# Task brief
Begin at the top of the following data. Copy each line exactly until you have copied the line containing "use schoolbase_core::AppError;".

# Supplied data

- Opening Delimiter -

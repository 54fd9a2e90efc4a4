pub use schoolbase_models::auth::{Claims, LoginRequest, LoginResponse, MessageResponse};
use axum::{
    Json,
    extract::{Path, Query, State},
};
use tracing::instrument;

use schoolbase_core::AppError;
use schoolbase_models::ids::{NotificationId, StudentId, UserId};

use super::model::{
    LinkedStudent, MarkedRead, Notification, NotificationListParams, NotificationPreference,
    PreferencesUpdate, UnreadCount,
};
use super::service::NotificationService;
use crate::middleware::auth::{AuthUser, RequireParent};
use crate::modules::auth::controller::ErrorResponse;
use crate::state::AppState;

/// List the caller's notifications, newest first
#[utoipa::path(
    get,
    path = "/api/notifications",
    params(NotificationListParams),
    responses(
        (status = 200, description = "Notifications", body = Vec<Notification>),
        (status = 401, description = "Unauthorized", body = ErrorResponse)
    ),
    security(("bearer_auth" = [])),
    tag = "Notifications"
)]
#[instrument(skip(state))]
pub async fn list_notifications(
    State(state): State<AppState>,
    auth_user: AuthUser,
    Query(params): Query<NotificationListParams>,
) -> Result<Json<Vec<Notification>>, AppError> {
    let user_id = UserId::from(auth_user.user_id()?);
    Ok(Json(
        NotificationService::list_for_user(&state.db, user_id, &params).await?,
    ))
}

#[utoipa::path(
    get,
    path = "/api/notifications/unread-count",
    responses(
        (status = 200, description = "Unread notifications", body = UnreadCount)
    ),
    security(("bearer_auth" = [])),
    tag = "Notifications"
)]
#[instrument(skip(state))]
pub async fn unread_count(
    State(state): State<AppState>,
    auth_user: AuthUser,
) -> Result<Json<UnreadCount>, AppError> {
    let user_id = UserId::from(auth_user.user_id()?);
    Ok(Json(NotificationService::unread_count(&state.db, user_id).await?))
}

#[utoipa::path(
    put,
    path = "/api/notifications/{id}/read",
    params(("id" = uuid::Uuid, Path, description = "Notification ID")),
    responses(
        (status = 200, description = "Notification marked read", body = Notification),
        (status = 404, description = "Notification not found", body = ErrorResponse)
    ),
    security(("bearer_auth" = [])),
    tag = "Notifications"
)]
#[instrument(skip(state))]
pub async fn mark_read(
    State(state): State<AppState>,
    auth_user: AuthUser,
    Path(id): Path<NotificationId>,
) -> Result<Json<Notification>, AppError> {
    let user_id = UserId::from(auth_user.user_id()?);
    Ok(Json(NotificationService::mark_read(&state.db, user_id, id).await?))
}

#[utoipa::path(
    put,
    path = "/api/notifications/read-all",
    responses(
        (status = 200, description = "Notifications marked read", body = MarkedRead)
    ),
    security(("bearer_auth" = [])),
    tag = "Notifications"
)]
#[instrument(skip(state))]
pub async fn mark_all_read(
    State(state): State<AppState>,
    auth_user: AuthUser,
) -> Result<Json<MarkedRead>, AppError> {
    let user_id = UserId::from(auth_user.user_id()?);
    Ok(Json(NotificationService::mark_all_read(&state.db, user_id).await?))
}

#[utoipa::path(
    get,
    path = "/api/notifications/preferences",
    responses(
        (status = 200, description = "Stored or default preferences", body = NotificationPreference)
    ),
    security(("bearer_auth" = [])),
    tag = "Notifications"
)]
#[instrument(skip(state))]
pub async fn get_preferences(
    State(state): State<AppState>,
    auth_user: AuthUser,
) -> Result<Json<NotificationPreference>, AppError> {
    let user_id = UserId::from(auth_user.user_id()?);
    Ok(Json(NotificationService::preferences(&state.db, user_id).await?))
}

/// Update notification preferences; omitted fields are left unchanged
#[utoipa::path(
    put,
    path = "/api/notifications/preferences",
    request_body = PreferencesUpdate,
    responses(
        (status = 200, description = "Preferences saved", body = NotificationPreference)
    ),
    security(("bearer_auth" = [])),
    tag = "Notifications"
)]
#[instrument(skip(state, update))]
pub async fn update_preferences(
    State(state): State<AppState>,
    auth_user: AuthUser,
    Json(update): Json<PreferencesUpdate>,
) -> Result<Json<NotificationPreference>, AppError> {
    let user_id = UserId::from(auth_user.user_id()?);
    Ok(Json(
        NotificationService::update_preferences(&state.db, user_id, update).await?,
    ))
}

#[utoipa::path(
    get,
    path = "/api/notifications/guardian/students",
    responses(
        (status = 200, description = "Students linked to the guardian", body = Vec<LinkedStudent>),
        (status = 403, description = "Not a parent account", body = ErrorResponse)
    ),
    security(("bearer_auth" = [])),
    tag = "Notifications"
)]
#[instrument(skip(state))]
pub async fn linked_students(
    State(state): State<AppState>,
    RequireParent(auth_user): RequireParent,
) -> Result<Json<Vec<LinkedStudent>>, AppError> {
    let parent_id = UserId::from(auth_user.user_id()?);
    Ok(Json(
        NotificationService::linked_students(&state.db, parent_id).await?,
    ))
}

#[utoipa::path(
    get,
    path = "/api/notifications/guardian/students/{student_id}",
    params(
        ("student_id" = uuid::Uuid, Path, description = "Student ID"),
        NotificationListParams
    ),
    responses(
        (status = 200, description = "Notifications about the student", body = Vec<Notification>),
        (status = 403, description = "Not linked to the student", body = ErrorResponse)
    ),
    security(("bearer_auth" = [])),
    tag = "Notifications"
)]
#[instrument(skip(state))]
pub async fn linked_student_notifications(
    State(state): State<AppState>,
    RequireParent(auth_user): RequireParent,
    Path(student_id): Path<StudentId>,
    Query(params): Query<NotificationListParams>,
) -> Result<Json<Vec<Notification>>, AppError> {
    let parent_id = UserId::from(auth_user.user_id()?);
    Ok(Json(
        NotificationService::for_linked_student(&state.db, parent_id, student_id, &params).await?,
    ))
}
use serde::Deserialize;
use utoipa::IntoParams;

use schoolbase_models::ids::StudentId;

pub use schoolbase_models::grading::{
    ClassReport, ClassReportParams, GradeList, MyGradesParams, ProgressPoint, ReportCard,
    ReportCardLine, ScoredResult, SubjectSummary, class_report, class_report_cards_csv,
    class_report_csv, progress_series, report_card_lines, student_report_card_csv,
};

#[derive(Debug, Clone, Default, Deserialize, IntoParams)]
pub struct ReportCardParams {
    /// Ignored for student accounts, which always get their own card.
    #[serde(default, deserialize_with = "schoolbase_core::serde::empty_string_as_none")]
    #[param(value_type = Option<String>, format = "uuid")]
    pub student_id: Option<StudentId>,
    pub term: Option<String>,
}

#[derive(Debug, Clone, Default, Deserialize, IntoParams)]
pub struct TermParams {
    pub term: Option<String>,
}
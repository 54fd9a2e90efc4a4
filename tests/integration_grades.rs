mod common;

use axum::http::StatusCode;
use common::{TestApp, create_test_student};
use schoolbase_auth::Role;
use serde_json::{Value, json};
use sqlx::PgPool;
use uuid::Uuid;

async fn create_assessment(app: &TestApp, token: &str, subject: &str) -> Value {
    let (status, body) = app
        .post(
            "/api/exams/assessments",
            token,
            json!({
                "name": format!("{subject} mid-term"),
                "term": "2024-T1",
                "class_name": "Form 1A",
                "subject": subject
            }),
        )
        .await;
    assert_eq!(status, StatusCode::CREATED, "{body}");
    body
}

async fn record_scores(app: &TestApp, token: &str, assessment: &Value, scores: &[(Uuid, f64)]) {
    let items: Vec<Value> = scores
        .iter()
        .map(|(student_id, score)| json!({ "student_id": student_id, "score": score }))
        .collect();
    let (status, body) = app
        .post(
            "/api/exams/results",
            token,
            json!({ "assessment_id": assessment["id"], "items": items }),
        )
        .await;
    assert_eq!(status, StatusCode::OK, "{body}");
    assert_eq!(body["count"], scores.len());
}

#[sqlx::test(migrations = "./migrations")]
async fn test_class_report_average_and_pass_rate(pool: PgPool) {
    let app = TestApp::new(pool.clone());
    let token = app.token_for(&[Role::DirectorOfStudies], None).await;
    let a = create_test_student(&pool, "Male", "Form 1A").await;
    let b = create_test_student(&pool, "Female", "Form 1A").await;
    let c = create_test_student(&pool, "Female", "Form 1A").await;

    let assessment = create_assessment(&app, &token, "Mathematics").await;
    record_scores(&app, &token, &assessment, &[(a, 40.0), (b, 60.0), (c, 80.0)]).await;

    let (status, report) = app
        .get("/api/grades/class-report?term=2024-T1&class_name=Form%201A", &token)
        .await;

    assert_eq!(status, StatusCode::OK, "{report}");
    assert_eq!(report["overall_average"], 60.0);
    assert_eq!(report["overall_pass_rate"], 66.7);
    assert_eq!(report["subjects"][0]["subject"], "Mathematics");
    assert_eq!(report["subjects"][0]["count"], 3);
}

#[sqlx::test(migrations = "./migrations")]
async fn test_rescoring_replaces_previous_result(pool: PgPool) {
    let app = TestApp::new(pool.clone());
    let token = app.token_for(&[Role::Headmaster], None).await;
    let student = create_test_student(&pool, "Male", "Form 1A").await;

    let assessment = create_assessment(&app, &token, "English").await;
    record_scores(&app, &token, &assessment, &[(student, 30.0)]).await;
    record_scores(&app, &token, &assessment, &[(student, 75.0)]).await;

    let uri = format!("/api/exams/assessments/{}/results", assessment["id"].as_str().unwrap());
    let (status, results) = app.get(&uri, &token).await;
    assert_eq!(status, StatusCode::OK);
    let items = results["items"].as_array().unwrap();
    let row = items.iter().find(|r| r["student_id"] == json!(student)).unwrap();
    assert_eq!(row["score"], 75.0);
}

#[sqlx::test(migrations = "./migrations")]
async fn test_unassigned_teacher_cannot_create_assessment(pool: PgPool) {
    let app = TestApp::new(pool.clone());
    let token = app.token_for(&[Role::Teacher], None).await;

    let (status, _) = app
        .post(
            "/api/exams/assessments",
            &token,
            json!({ "name": "Quiz", "class_name": "Form 1A", "subject": "Biology" }),
        )
        .await;

    assert_eq!(status, StatusCode::FORBIDDEN);
}

#[sqlx::test(migrations = "./migrations")]
async fn test_report_card_is_scoped_to_linked_student(pool: PgPool) {
    let app = TestApp::new(pool.clone());
    let staff = app.token_for(&[Role::Headmaster], None).await;
    let own = create_test_student(&pool, "Female", "Form 1A").await;
    let other = create_test_student(&pool, "Male", "Form 1A").await;

    let assessment = create_assessment(&app, &staff, "Mathematics").await;
    record_scores(&app, &staff, &assessment, &[(own, 72.0), (other, 35.0)]).await;

    let student = app.token_for(&[Role::Student], Some(own)).await;
    let (status, card) = app
        .get(&format!("/api/grades/my/report-card?student_id={other}"), &student)
        .await;

    assert_eq!(status, StatusCode::OK, "{card}");
    assert_eq!(card["student_id"], json!(own));
    assert_eq!(card["overall_average"], 72.0);
    assert_eq!(card["lines"][0]["passed"], true);
}

#[sqlx::test(migrations = "./migrations")]
async fn test_student_without_link_is_forbidden(pool: PgPool) {
    let app = TestApp::new(pool.clone());
    let student = app.token_for(&[Role::Student], None).await;

    let (status, body) = app.get("/api/grades/my/report-card", &student).await;

    assert_eq!(status, StatusCode::FORBIDDEN);
    assert_eq!(body["error"], "Student link not configured");
}

#[sqlx::test(migrations = "./migrations")]
async fn test_staff_cannot_use_student_portal(pool: PgPool) {
    let app = TestApp::new(pool.clone());
    let teacher = app.token_for(&[Role::Teacher], None).await;

    let (status, _) = app.get("/api/grades/my", &teacher).await;
    assert_eq!(status, StatusCode::FORBIDDEN);
}
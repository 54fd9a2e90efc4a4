//! Teacher records with one (class, subject) assignment each.
//!
//! Every teacher's email matches a Teacher-role account so the teaching
//! scope resolves when they log in.

use fake::Fake;
use fake::faker::name::en::*;
use sqlx::PgPool;
use std::time::Instant;

use super::models::{SEED_EMAIL_DOMAIN, SeedConfig, TeacherSeed};

pub fn generate_teachers(config: &SeedConfig) -> Vec<TeacherSeed> {
    let mut teachers = Vec::with_capacity(config.classes.len() * config.subjects.len());
    for (class_idx, class_name) in config.classes.iter().enumerate() {
        for (subject_idx, subject) in config.subjects.iter().enumerate() {
            teachers.push(TeacherSeed {
                full_name: format!("{} {}", FirstName().fake::<String>(), LastName().fake::<String>()),
                email: format!("teacher{}-{}@{}", class_idx + 1, subject_idx + 1, SEED_EMAIL_DOMAIN),
                class_name: class_name.clone(),
                subject: subject.clone(),
            });
        }
    }
    teachers
}

pub async fn seed_teachers(
    db: &PgPool,
    teachers: &[TeacherSeed],
) -> Result<usize, Box<dyn std::error::Error>> {
    let start_time = Instant::now();
    println!("🧑‍🏫 Seeding {} teachers with assignments...", teachers.len());

    let mut tx = db.begin().await?;
    for t in teachers {
        sqlx::query(
            r#"
            WITH teacher AS (
                INSERT INTO teachers (full_name, email)
                VALUES ($1, $2)
                RETURNING id
            )
            INSERT INTO teacher_assignments (teacher_id, class_name, subject)
            SELECT id, $3, $4 FROM teacher
            "#,
        )
        .bind(&t.full_name)
        .bind(&t.email)
        .bind(&t.class_name)
        .bind(&t.subject)
        .execute(&mut *tx)
        .await?;
    }
    tx.commit().await?;

    println!("   ✓ Inserted {} teachers in {:?}", teachers.len(), start_time.elapsed());
    Ok(teachers.len())
}

pub async fn clear_teachers(db: &PgPool) -> Result<u64, Box<dyn std::error::Error>> {
    let deleted = sqlx::query("DELETE FROM teachers WHERE email LIKE $1")
        .bind(format!("%@{SEED_EMAIL_DOMAIN}"))
        .execute(db)
        .await?
        .rows_affected();
    println!("   ✓ Deleted {} teachers", deleted);
    Ok(deleted)
}

#[cfg(test)]
mod tests {
    use super::*;

    #[test]
    fn test_one_teacher_per_class_subject() {
        let config = SeedConfig::new(2);
        let teachers = generate_teachers(&config);
        assert_eq!(teachers.len(), 2 * config.subjects.len());
        let mut emails: Vec<_> = teachers.iter().map(|t| t.email.clone()).collect();
        emails.dedup();
        assert_eq!(emails.len(), teachers.len());
    }
}
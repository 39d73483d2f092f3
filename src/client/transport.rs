use async_trait::async_trait;
use tracing::debug;

use super::protocol::{NutritionQuery, NutritionReply};
use crate::messages::dto::HistoryResponse;

#[derive(Debug, thiserror::Error)]
pub enum ClientError {
    #[error("request failed: {0}")]
    Transport(#[from] reqwest::Error),
    #[error("unreadable reply: {0}")]
    Decode(#[from] serde_json::Error),
}

/// The network side of the chat client.
#[async_trait]
pub trait NutritionTransport: Send + Sync {
    async fn lookup(&self, query: &NutritionQuery) -> Result<NutritionReply, ClientError>;
}

/// Talks to a nutrition service over HTTP. No timeout and no retries: a
/// call runs until the server or the network gives up.
#[derive(Clone)]
pub struct HttpTransport {
    http: reqwest::Client,
    base_url: String,
}

impl HttpTransport {
    pub fn new(base_url: &str) -> Result<Self, ClientError> {
        let http = reqwest::Client::builder().build()?;
        Ok(Self {
            http,
            base_url: base_url.trim_end_matches('/').to_string(),
        })
    }

    pub fn base_url(&self) -> &str {
        &self.base_url
    }

    /// Newest `limit` conversation lines stored by the service.
    pub async fn history(&self, limit: i64) -> Result<HistoryResponse, ClientError> {
        let url = format!("{}/api/history?limit={}", self.base_url, limit);
        let body = self.http.get(url).send().await?.bytes().await?;
        Ok(serde_json::from_slice(&body)?)
    }
}

#[async_trait]
impl NutritionTransport for HttpTransport {
    async fn lookup(&self, query: &NutritionQuery) -> Result<NutritionReply, ClientError> {
        let url = format!("{}/api/nutrition", self.base_url);
        let res = self.http.post(url).json(query).send().await?;
        let status = res.status();
        // error statuses still carry a JSON reply
        let body = res.bytes().await?;
        debug!(%status, bytes = body.len(), "nutrition reply");
        Ok(serde_json::from_slice(&body)?)
    }
}
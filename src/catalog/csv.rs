//! Just enough CSV for the food catalog: comma separated, double-quote
//! escaping. Quoted fields may span lines.

pub fn write_record(fields: &[String]) -> String {
    fields
        .iter()
        .map(|f| quote(f))
        .collect::<Vec<_>>()
        .join(",")
}

fn quote(field: &str) -> String {
    if field.contains([',', '"', '\n', '\r']) {
        format!("\"{}\"", field.replace('"', "\"\""))
    } else {
        field.to_string()
    }
}

/// Groups lines into records, joining lines while a quoted field is open.
/// Each record comes with the 1-based line it starts on.
pub fn split_records(body: &str) -> Vec<(usize, String)> {
    let mut records = Vec::new();
    let mut pending: Option<(usize, String)> = None;
    for (n, line) in body.lines().enumerate() {
        let (start, mut record) = match pending.take() {
            Some((start, mut rec)) => {
                rec.push('\n');
                (start, rec)
            }
            None => (n + 1, String::new()),
        };
        record.push_str(line);
        // doubled quotes keep the count even, so odd means still inside a field
        if record.matches('"').count() % 2 == 1 {
            pending = Some((start, record));
        } else {
            records.push((start, record));
        }
    }
    records.extend(pending);
    records
}

/// Splits one record into fields. Returns `None` on an unterminated quote.
pub fn parse_record(line: &str) -> Option<Vec<String>> {
    let mut fields = Vec::new();
    let mut cur = String::new();
    let mut chars = line.chars().peekable();
    let mut in_quotes = false;

    while let Some(c) = chars.next() {
        match (c, in_quotes) {
            ('"', true) => {
                if chars.peek() == Some(&'"') {
                    chars.next();
                    cur.push('"');
                } else {
                    in_quotes = false;
                }
            }
            ('"', false) if cur.is_empty() => in_quotes = true,
            (',', false) => fields.push(std::mem::take(&mut cur)),
            (c, _) => cur.push(c),
        }
    }
    if in_quotes {
        return None;
    }
    fields.push(cur);
    Some(fields)
}

#[cfg(test)]
mod tests {
    use super::*;

    #[test]
    fn plain_fields_are_not_quoted() {
        let rec = write_record(&["apple".into(), "52".into()]);
        assert_eq!(rec, "apple,52");
    }

    #[test]
    fn commas_and_quotes_are_escaped() {
        let rec = write_record(&["rice, \"cooked\"".into(), "130".into()]);
        assert_eq!(rec, "\"rice, \"\"cooked\"\"\",130");
        assert_eq!(
            parse_record(&rec).unwrap(),
            vec!["rice, \"cooked\"".to_string(), "130".to_string()]
        );
    }

    #[test]
    fn empty_trailing_field_is_kept() {
        assert_eq!(
            parse_record("a,").unwrap(),
            vec!["a".to_string(), String::new()]
        );
    }

    #[test]
    fn quoted_newline_spans_lines() {
        let rec = write_record(&["soup\n(home)".into(), "40".into()]);
        let body = format!("Food,Calories\n{}\nrice,130\n", rec);
        let records = split_records(&body);
        assert_eq!(records.len(), 3);
        assert_eq!(records[2], (4, "rice,130".to_string()));
        assert_eq!(
            parse_record(&records[1].1).unwrap(),
            vec!["soup\n(home)".to_string(), "40".to_string()]
        );
    }

    #[test]
    fn unterminated_quote_is_rejected() {
        assert!(parse_record("\"salmon,208").is_none());
    }
}
use anyhow::Context;
use sqlx::{FromRow, SqlitePool};

use super::FoodRecord;

#[derive(Debug, Clone, FromRow)]
pub struct FoodRow {
    pub id: i64,
    pub food_name: String,
    pub calories: Option<f64>,
    pub protein: Option<f64>,
    pub carbs: Option<f64>,
    pub fat: Option<f64>,
}

pub async fn count(db: &SqlitePool) -> anyhow::Result<i64> {
    let n: i64 = sqlx::query_scalar("SELECT COUNT(*) FROM nutrition")
        .fetch_one(db)
        .await
        .context("count foods")?;
    Ok(n)
}

/// Inserts all records in one transaction; duplicate names are ignored.
pub async fn insert_many(db: &SqlitePool, foods: &[FoodRecord]) -> anyhow::Result<u64> {
    let mut tx = db.begin().await.context("begin tx")?;
    let mut inserted = 0;
    for f in foods {
        let res = sqlx::query(
            r#"
            INSERT OR IGNORE INTO nutrition (food_name, calories, protein, carbs, fat)
            VALUES (?, ?, ?, ?, ?)
            "#,
        )
        .bind(&f.name)
        .bind(f.calories)
        .bind(f.protein)
        .bind(f.carbs)
        .bind(f.fat)
        .execute(&mut *tx)
        .await
        .with_context(|| format!("insert food {}", f.name))?;
        inserted += res.rows_affected();
    }
    tx.commit().await.context("commit tx")?;
    Ok(inserted)
}

/// All food names, sorted.
pub async fn list_names(db: &SqlitePool) -> anyhow::Result<Vec<String>> {
    let mut names: Vec<String> = sqlx::query_scalar("SELECT food_name FROM nutrition")
        .fetch_all(db)
        .await
        .context("list food names")?;
    names.sort();
    Ok(names)
}

pub async fn find_by_name_ci(db: &SqlitePool, name: &str) -> anyhow::Result<Option<FoodRow>> {
    let row = sqlx::query_as::<_, FoodRow>(
        r#"
        SELECT id, food_name, calories, protein, carbs, fat
          FROM nutrition
         WHERE LOWER(food_name) = LOWER(?)
         LIMIT 1
        "#,
    )
    .bind(name)
    .fetch_optional(db)
    .await
    .context("find food by name")?;
    Ok(row)
}

pub async fn find_by_name(db: &SqlitePool, name: &str) -> anyhow::Result<Option<FoodRow>> {
    let row = sqlx::query_as::<_, FoodRow>(
        r#"
        SELECT id, food_name, calories, protein, carbs, fat
          FROM nutrition
         WHERE food_name = ?
         LIMIT 1
        "#,
    )
    .bind(name)
    .fetch_optional(db)
    .await
    .context("find food by exact name")?;
    Ok(row)
}
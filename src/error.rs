use axum::{
    http::StatusCode,
    response::{IntoResponse, Response},
    Json,
};
use serde::Serialize;
use tracing::error;

#[derive(Debug, thiserror::Error)]
pub enum AppError {
    #[error("{0}")]
    BadRequest(String),
    #[error("{message}")]
    NotFound {
        message: String,
        suggestions: Vec<String>,
    },
    #[error(transparent)]
    Internal(#[from] anyhow::Error),
}

/// Failure body shared by every API route.
#[derive(Debug, Serialize)]
pub struct ErrorBody {
    pub ok: bool,
    pub message: String,
    #[serde(skip_serializing_if = "Option::is_none")]
    pub suggestions: Option<Vec<String>>,
}

impl IntoResponse for AppError {
    fn into_response(self) -> Response {
        let (status, message, suggestions) = match self {
            AppError::BadRequest(m) => (StatusCode::BAD_REQUEST, m, None),
            AppError::NotFound {
                message,
                suggestions,
            } => (StatusCode::NOT_FOUND, message, Some(suggestions)),
            AppError::Internal(e) => {
                error!(error = %e, "internal error");
                (
                    StatusCode::INTERNAL_SERVER_ERROR,
                    "Internal server error".to_string(),
                    None,
                )
            }
        };
        let body = ErrorBody {
            ok: false,
            message,
            suggestions,
        };
        (status, Json(body)).into_response()
    }
}
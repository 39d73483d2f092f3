use std::net::SocketAddr;

use axum::{routing::get, Router};
use tower_http::{cors::CorsLayer, trace::TraceLayer};

use crate::state::AppState;
use crate::{messages, nutrition};

pub fn build_app(state: AppState) -> Router {
    Router::new()
        .merge(nutrition::router())
        .merge(messages::router())
        .route("/health", get(|| async { "ok" }))
        .with_state(state)
        .layer(CorsLayer::permissive())
        .layer(
            TraceLayer::new_for_http()
                .make_span_with(|req: &axum::http::Request<_>| {
                    let method = req.method().clone();
                    let uri = req.uri().clone();
                    tracing::info_span!("http_request", %method, uri = %uri, status = tracing::field::Empty)
                })
                .on_response(
                    |res: &axum::http::Response<_>,
                     latency: std::time::Duration,
                     span: &tracing::Span| {
                        let status = res.status();
                        span.record("status", tracing::field::display(status));
                        if status.is_server_error() {
                            tracing::error!(%status, ?latency, "response");
                        } else {
                            tracing::info!(%status, ?latency, "response");
                        }
                    },
                ),
        )
}

pub async fn serve(app: Router, addr: &str) -> anyhow::Result<()> {
    let addr: SocketAddr = addr.parse()?;
    let listener = tokio::net::TcpListener::bind(addr).await?;
    tracing::info!("listening on {}", listener.local_addr()?);
    axum::serve(listener, app).await?;
    Ok(())
}
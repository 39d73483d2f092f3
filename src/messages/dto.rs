use serde::{Deserialize, Serialize};

use super::repo::MessageRow;

pub const DEFAULT_HISTORY_LIMIT: i64 = 30;
const MAX_HISTORY_LIMIT: i64 = 500;

#[derive(Debug, Default, Deserialize)]
pub struct HistoryParams {
    pub limit: Option<String>,
}

impl HistoryParams {
    /// Unparseable limits fall back to the default; the result is kept in
    /// `1..=500`.
    pub fn limit(&self) -> i64 {
        self.limit
            .as_deref()
            .and_then(|v| v.trim().parse::<i64>().ok())
            .unwrap_or(DEFAULT_HISTORY_LIMIT)
            .clamp(1, MAX_HISTORY_LIMIT)
    }
}

#[derive(Debug, Serialize, Deserialize)]
pub struct HistoryResponse {
    pub ok: bool,
    pub messages: Vec<MessageRow>,
}

#[cfg(test)]
mod tests {
    use super::*;

    fn params(v: Option<&str>) -> HistoryParams {
        HistoryParams {
            limit: v.map(String::from),
        }
    }

    #[test]
    fn limit_defaults_and_clamps() {
        assert_eq!(params(None).limit(), 30);
        assert_eq!(params(Some("abc")).limit(), 30);
        assert_eq!(params(Some("5")).limit(), 5);
        assert_eq!(params(Some("0")).limit(), 1);
        assert_eq!(params(Some("-3")).limit(), 1);
        assert_eq!(params(Some("100000")).limit(), 500);
    }
}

- Closing Delimiter -

# Response for this exercise
repository 54fd9a2e90efc4a4
pub use schoolbase_models::auth::{Claims, LoginRequest, LoginResponse, MessageResponse};
use axum::{
    Json,
    extract::{Path, Query, State},
};
use tracing::instrument;

use schoolbase_core::AppError;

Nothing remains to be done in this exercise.